En general los monumentos, más que testimonios históricos objetivos y veraces, son sobre todo propaganda: el intento de congelar en el tiempo una opción histórica, normalmente la dominante. Valga aclarar que esto no les resta importancia cultural; la subjetividad y tendenciosidad del monumento no le resta relevancia histórica, ni mucho menos cultural. Pero no se puede afirmar que su mensaje publicitario fuera unánime e incuestionable en las sociedades donde fueron erigidas. Ni la pedagogía o el conocimiento de la historia son su única ni su más importante intención.

Entonces, ¿qué son en realidad los monumentos?, ¿cuál es su función social y cultural? De entrada y simplificando, se pueden considerar tres dimensiones: la de testimonio histórico, en la que el monumento no deja de ser una forma de documento heredado; una segunda dimensión es su posible calidad estética y cultural; y, finalmente, la carga simbólica e ideológica que el objeto transmite, lo que tiene que ver con los valores que representa, o, más bien, los valores con los que nosotros lo asociamos.

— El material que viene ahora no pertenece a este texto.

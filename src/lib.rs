//! # docsmith
//!
//! Document assembly engine for Rust.
//!
//! This library composes multi-page HTML documents (business proposals,
//! offer and termination letters, invoices, documentation pages and blog
//! posts) from a single JSON data object.
//!
//! ## Quick Start
//!
//! ```
//! use serde_json::json;
//!
//! fn main() -> docsmith::Result<()> {
//!     let data = json!({ "projectName": "Atlas", "clientCompany": "Acme" });
//!     let doc = docsmith::compose("proposal", &data)?;
//!
//!     assert!(doc.contains("Atlas"));
//!     assert_eq!(doc.page_count(), 28);
//!     Ok(())
//! }
//! ```
//!
//! ## Features
//!
//! - **Total defaulting**: every field has a fallback, so an empty data
//!   object still renders a complete document
//! - **Deterministic output**: equal data and options give byte-identical markup
//! - **Diagrams**: Mermaid descriptors for timelines, pricing and risk
//! - **Invoices**: exact decimal arithmetic with line item validation
//! - **Parallel processing**: Uses Rayon for sections and batch composition

pub mod diagram;
pub mod draft;
pub mod error;
pub mod interpolate;
pub mod invoice;
pub mod model;
pub mod registry;
pub mod render;
pub mod sections;
pub mod store;

// Re-export commonly used types
pub use diagram::Diagram;
pub use draft::Draft;
pub use error::{Error, Result};
pub use invoice::{compute_invoice, InvoiceSummary, LineItem};
pub use model::{DataObject, DocumentType, Page, RenderedDocument, SectionId};
pub use registry::{registry, Registry};
pub use render::{
    compose, compose_batch, compose_with_options, ComposeOptions, ComposeRequest, DateStyle,
    JsonFormat, Layout,
};
pub use store::{DocumentStore, JsonFileStore, MemoryStore, StoredDocument};

use serde_json::Value;
use std::path::Path;

/// Read a JSON data object from a file and compose it.
///
/// # Example
///
/// ```no_run
/// use docsmith::compose_file;
///
/// let doc = compose_file("invoice", "invoice.json").unwrap();
/// std::fs::write("invoice.html", doc.as_str()).unwrap();
/// ```
pub fn compose_file<P: AsRef<Path>>(type_id: &str, path: P) -> Result<RenderedDocument> {
    let data = read_data(path)?;
    compose(type_id, &data)
}

/// Read a JSON data object from a file.
pub fn read_data<P: AsRef<Path>>(path: P) -> Result<Value> {
    let content = std::fs::read_to_string(path)?;
    Ok(serde_json::from_str(&content)?)
}

/// Default content of a document type: the composition of an empty object.
///
/// # Example
///
/// ```
/// let doc = docsmith::default_content("offer-letter").unwrap();
/// assert!(doc.contains("[Candidate Name]"));
/// ```
pub fn default_content(type_id: &str) -> Result<&'static RenderedDocument> {
    registry().default_content_for(type_id)
}

/// Ordered sections of a document type.
pub fn sections(type_id: &str) -> Result<&'static [SectionId]> {
    registry().sections_for(type_id)
}

/// Compose a document and extract its plain text.
pub fn to_text(type_id: &str, data: &Value) -> Result<String> {
    let doc = compose(type_id, data)?;
    Ok(render::to_text(&doc))
}

/// Compose a document and serialize it to JSON.
pub fn to_json(type_id: &str, data: &Value, format: JsonFormat) -> Result<String> {
    let doc = compose(type_id, data)?;
    render::to_json(&doc, format)
}

/// Builder for composing documents.
///
/// # Example
///
/// ```
/// use chrono::NaiveDate;
/// use docsmith::Assembler;
/// use serde_json::json;
///
/// let text = Assembler::new()
///     .for_print()
///     .with_today(NaiveDate::from_ymd_opt(2026, 1, 15).unwrap())
///     .with_currency_symbol("€")
///     .compose("invoice", &json!({ "items": [{ "hours": 2, "rate": 50 }] }))?
///     .to_text();
/// assert!(text.contains("€100.00"));
/// # Ok::<(), docsmith::Error>(())
/// ```
#[derive(Debug, Clone, Default)]
pub struct Assembler {
    options: ComposeOptions,
}

impl Assembler {
    /// Create a new builder with default options.
    pub fn new() -> Self {
        Self::default()
    }

    /// Use print layout semantics.
    pub fn for_print(mut self) -> Self {
        self.options = self.options.for_print();
        self
    }

    /// Pin the render date.
    pub fn with_today(mut self, today: chrono::NaiveDate) -> Self {
        self.options = self.options.with_today(today);
        self
    }

    /// Set the currency symbol.
    pub fn with_currency_symbol(mut self, symbol: impl Into<String>) -> Self {
        self.options = self.options.with_currency_symbol(symbol);
        self
    }

    /// Set the date style.
    pub fn with_date_style(mut self, style: DateStyle) -> Self {
        self.options = self.options.with_date_style(style);
        self
    }

    /// Omit the stylesheet block.
    pub fn without_stylesheet(mut self) -> Self {
        self.options = self.options.with_stylesheet(false);
        self
    }

    /// Disable parallel section generation.
    pub fn sequential(mut self) -> Self {
        self.options = self.options.sequential();
        self
    }

    /// Log unresolved interpolation markers found in the output.
    pub fn with_lint(mut self) -> Self {
        self.options = self.options.with_lint(true);
        self
    }

    /// Options this builder composes with.
    pub fn options(&self) -> &ComposeOptions {
        &self.options
    }

    /// Compose a document by type id.
    pub fn compose(&self, type_id: &str, data: &Value) -> Result<Assembled> {
        let document = compose_with_options(type_id, data, &self.options)?;
        Ok(Assembled { document })
    }

    /// Compose a document from a JSON file.
    pub fn compose_file<P: AsRef<Path>>(&self, type_id: &str, path: P) -> Result<Assembled> {
        let data = read_data(path)?;
        self.compose(type_id, &data)
    }

    /// Compose many documents in parallel.
    pub fn compose_batch(&self, requests: &[ComposeRequest]) -> Vec<Result<RenderedDocument>> {
        compose_batch(requests, &self.options)
    }
}

/// Result of composing a document.
#[derive(Debug, Clone)]
pub struct Assembled {
    /// The composed document
    pub document: RenderedDocument,
}

impl Assembled {
    /// Full markup.
    pub fn markup(&self) -> &str {
        self.document.as_str()
    }

    /// Convert to plain text.
    pub fn to_text(&self) -> String {
        render::to_text(&self.document)
    }

    /// Convert to JSON.
    pub fn to_json(&self, format: JsonFormat) -> Result<String> {
        render::to_json(&self.document, format)
    }

    /// Unresolved interpolation markers in the output.
    pub fn unresolved_markers(&self) -> Vec<String> {
        render::lint::unresolved_markers(self.document.as_str())
    }

    /// Get the document.
    pub fn document(&self) -> &RenderedDocument {
        &self.document
    }
}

Sucede que esta carga o contenido semántico de los objetos históricos tiende a difuminarse cuanto más alejados en el tiempo sean. No nos escandaliza la naturaleza colonial y racista del personaje retratado, pongamos, del siglo XVI ó XVII, entre otras cosas porque la inmensa mayoría desconocemos su historia. Mientras que esa ‘mochila’ conflictiva resulta mucho más visible – o conocida – cuando se trata, por ejemplo, de un militar franquista genocida, responsable de la matanza de miles de civiles desarmados en Badajoz en 1936, que daba su nombre a una calle madrileña hasta hace muy poco - uno solo de muchos casos parecidos.

Pero además de lo anterior, que en el fondo podría caracterizar a cualquier de los bienes testimoniales heredados, es decir, simplificando, al patrimonio cultural en general, lo que verdaderamente distingue a lo que normalmente llamamos monumento, es su naturaleza pública, su vocación exhibicionista y representativa. Es decir, su carga retórica y su proyección social como expresión de un determinado poderío. Esta dimensión o función se apoya fundamentalmente en su posición espacial, aunque obviamente en muchas otras condiciones formales y estéticas.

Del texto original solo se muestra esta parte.